Bone cancer is one of the most uncommon forms of cancer that can affect any bone in the body. It destroys healthy bone tissue and forms a malignant bone tumor.

Signs & Symptoms:

  • Bone Pain
  • Swelling
  • Fractures
  • Uncontrolled weight loss
  • Fatigue

Risk Factors:

  • Genetic disorders
  • Radiation Therapy for Cancers / Exposure to Radiation
  • Injuries
  • Idiopathic

Common Types:

  • Osteosarcoma (also called osteogenic sarcoma)
  • Ewing’s sarcoma
  • Chondrosarcoma
  • Spindle cell sarcoma
  • Chordoma
  • Angiosarcoma


  • Physical Examination
  • Blood tests
  • X-ray
  • Bone Scan
  • Computed Tomography (CT) scan
  • Magnetic Resonance Imaging (MRI)
  • Positron Emission Tomography (PET) Scan
  • Integrated PET-CT Scan
  • Angiogram - An x-ray of blood vessels
  • Biopsy


  • Stage I – At this stage, bone cancer is limited to the bone and hasn’t spread to other areas of the body. Stage I cancer is low grade, which means the cancer cells are less aggressive.
  • Stage II - This stage of bone cancer is also limited to the bone and hasn’t spread to other areas of the body. But Stage II cancer is high grade, which means the cancer cells are more aggressive.
  • Stage III - At this stage, bone cancer occurs in two or more places on the same bone. Stage III tumors can be either low or high grade.
  • Stage IV - This stage of bone cancer indicates that cancer has spread beyond the bone to other areas of the body, such as other bones or internal organs.


  • Don’t use tobacco
  • Eat a healthy diet
  • Maintain a healthy weight and be physically active
  • Protect yourself from the sun
  • Get immunized
  • Hepatitis B
  • Human papillomavirus (HPV)
  • Avoid risky behaviors
  • Get regular medical care


Treatment options for bone cancer include surgery, chemotherapy and radiation therapy.
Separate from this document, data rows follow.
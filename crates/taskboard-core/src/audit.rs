//! Audit log entries
//!
//! Append-only: entries are written once by the mutation that caused them and
//! never modified afterwards.

use chrono::{DateTime, Utc};
use serde::{Deserialize, Serialize};

/// What happened to the entity
#[derive(Debug, Clone, Copy, PartialEq, Eq, Serialize, Deserialize, Hash)]
#[serde(rename_all = "SCREAMING_SNAKE_CASE")]
pub enum Action {
    Create,
    Update,
    Delete,
}

impl std::fmt::Display for Action {
    fn fmt(&self, f: &mut std::fmt::Formatter<'_>) -> std::fmt::Result {
        match self {
            Action::Create => write!(f, "CREATE"),
            Action::Update => write!(f, "UPDATE"),
            Action::Delete => write!(f, "DELETE"),
        }
    }
}

/// Kind of entity a log entry refers to
#[derive(Debug, Clone, Copy, PartialEq, Eq, Serialize, Deserialize, Hash)]
#[serde(rename_all = "SCREAMING_SNAKE_CASE")]
pub enum EntityType {
    Board,
    List,
    Card,
}

impl std::str::FromStr for EntityType {
    type Err = crate::Error;

    fn from_str(s: &str) -> Result<Self, Self::Err> {
        match s.to_lowercase().as_str() {
            "board" => Ok(EntityType::Board),
            "list" => Ok(EntityType::List),
            "card" => Ok(EntityType::Card),
            _ => Err(crate::Error::BadRequest(format!(
                "Invalid entity type: {}",
                s
            ))),
        }
    }
}

impl std::fmt::Display for EntityType {
    fn fmt(&self, f: &mut std::fmt::Formatter<'_>) -> std::fmt::Result {
        match self {
            EntityType::Board => write!(f, "BOARD"),
            EntityType::List => write!(f, "LIST"),
            EntityType::Card => write!(f, "CARD"),
        }
    }
}

#[derive(Debug, Clone, PartialEq, Eq, Serialize, Deserialize)]
pub struct Entity {
    pub id: String,
    #[serde(rename = "type")]
    pub entity_type: EntityType,
    pub title: String,
}

impl Entity {
    pub fn new(id: impl Into<String>, entity_type: EntityType, title: impl Into<String>) -> Self {
        Self {
            id: id.into(),
            entity_type,
            title: title.into(),
        }
    }
}

/// The user performing a mutation, as reported by the identity provider
#[derive(Debug, Clone, PartialEq, Eq, Serialize, Deserialize, Default)]
#[serde(rename_all = "camelCase")]
pub struct Actor {
    pub id: String,
    pub first_name: String,
    pub last_name: String,
    pub image: String,
}

#[derive(Debug, Clone, Serialize, Deserialize)]
#[serde(rename_all = "camelCase")]
pub struct Log {
    pub id: String,
    pub action: Action,
    pub organization_id: String,
    pub entity: Entity,
    pub user: Actor,
    pub created_at: DateTime<Utc>,
}

impl Log {
    pub fn new(
        id: String,
        action: Action,
        organization_id: String,
        entity: Entity,
        user: Actor,
    ) -> Self {
        Self {
            id,
            action,
            organization_id,
            entity,
            user,
            created_at: Utc::now(),
        }
    }

    /// Human-readable summary, e.g. `created card "Write docs"`
    pub fn summary(&self) -> String {
        let verb = match self.action {
            Action::Create => "created",
            Action::Update => "updated",
            Action::Delete => "deleted",
        };
        format!(
            "{} {} \"{}\"",
            verb,
            self.entity.entity_type.to_string().to_lowercase(),
            self.entity.title
        )
    }
}

/// Pending audit entry produced by a store operation
#[derive(Debug, Clone)]
pub struct AuditEvent {
    pub action: Action,
    pub organization_id: String,
    pub entity: Entity,
}

impl AuditEvent {
    pub fn new(action: Action, organization_id: impl Into<String>, entity: Entity) -> Self {
        Self {
            action,
            organization_id: organization_id.into(),
            entity,
        }
    }
}
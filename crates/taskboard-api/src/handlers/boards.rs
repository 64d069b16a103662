use super::success;
use crate::app::SharedState;
use crate::error::ApiResult;
use crate::extract::{CurrentUser, Payload};
use axum::Json;
use axum::extract::{Path, State};
use serde::Deserialize;
use serde_json::Value;
use taskboard_core::{Board, BoardImage};

#[derive(Debug, Deserialize)]
#[serde(rename_all = "camelCase")]
pub struct CreateBoardRequest {
    #[serde(default)]
    organization_id: String,
    #[serde(default)]
    title: String,
    #[serde(default)]
    image: BoardImage,
}

#[derive(Debug, Deserialize)]
pub struct RenameRequest {
    #[serde(default)]
    pub title: String,
}

pub async fn create(
    State(state): State<SharedState>,
    CurrentUser(actor): CurrentUser,
    Payload(req): Payload<CreateBoardRequest>,
) -> ApiResult<Json<Value>> {
    let board = state
        .taskboard
        .create_board(&actor, &req.organization_id, &req.title, req.image)?;
    success("Create board successfully!", "board", board)
}

/// Boards of an organization, newest first
pub async fn list(
    State(state): State<SharedState>,
    Path(organization_id): Path<String>,
) -> Json<Vec<Board>> {
    Json(state.taskboard.boards_for_org(&organization_id))
}

pub async fn get(
    State(state): State<SharedState>,
    Path((organization_id, board_id)): Path<(String, String)>,
) -> ApiResult<Json<Board>> {
    Ok(Json(state.taskboard.board(&organization_id, &board_id)?))
}

pub async fn rename(
    State(state): State<SharedState>,
    CurrentUser(actor): CurrentUser,
    Path(id): Path<String>,
    Payload(req): Payload<RenameRequest>,
) -> ApiResult<Json<Value>> {
    let board = state.taskboard.rename_board(&actor, &id, &req.title)?;
    success(format!("Board \"{}\" updated!", board.title), "board", board)
}

pub async fn delete(
    State(state): State<SharedState>,
    CurrentUser(actor): CurrentUser,
    Path(id): Path<String>,
) -> ApiResult<Json<Value>> {
    let deleted = state.taskboard.delete_board(&actor, &id)?;
    success(
        format!("Board \"{}\" deleted!", deleted.board.title),
        "board",
        deleted.board,
    )
}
  • Surgery is the usual treatment for bone cancer.
  • Chemotherapy is the use of anticancer drugs to kill cancer cells.
  • Radiation therapy, also called radiotherapy, involves the use of high-energy x-rays to kill cancer cells.

Options to treat bone cancer depend on the type, size, location, and stage of the cancer, as well as the patients age and general health. In most cases, the initial treatment is surgery. Although amputation of a limb is sometimes necessary, pre- or post-operative chemotherapy has made limb-sparing surgery possible in many cases. When appropriate, surgeons avoid amputation by removing only the cancerous section of the bone and replacing it with an artificial device called prosthesis.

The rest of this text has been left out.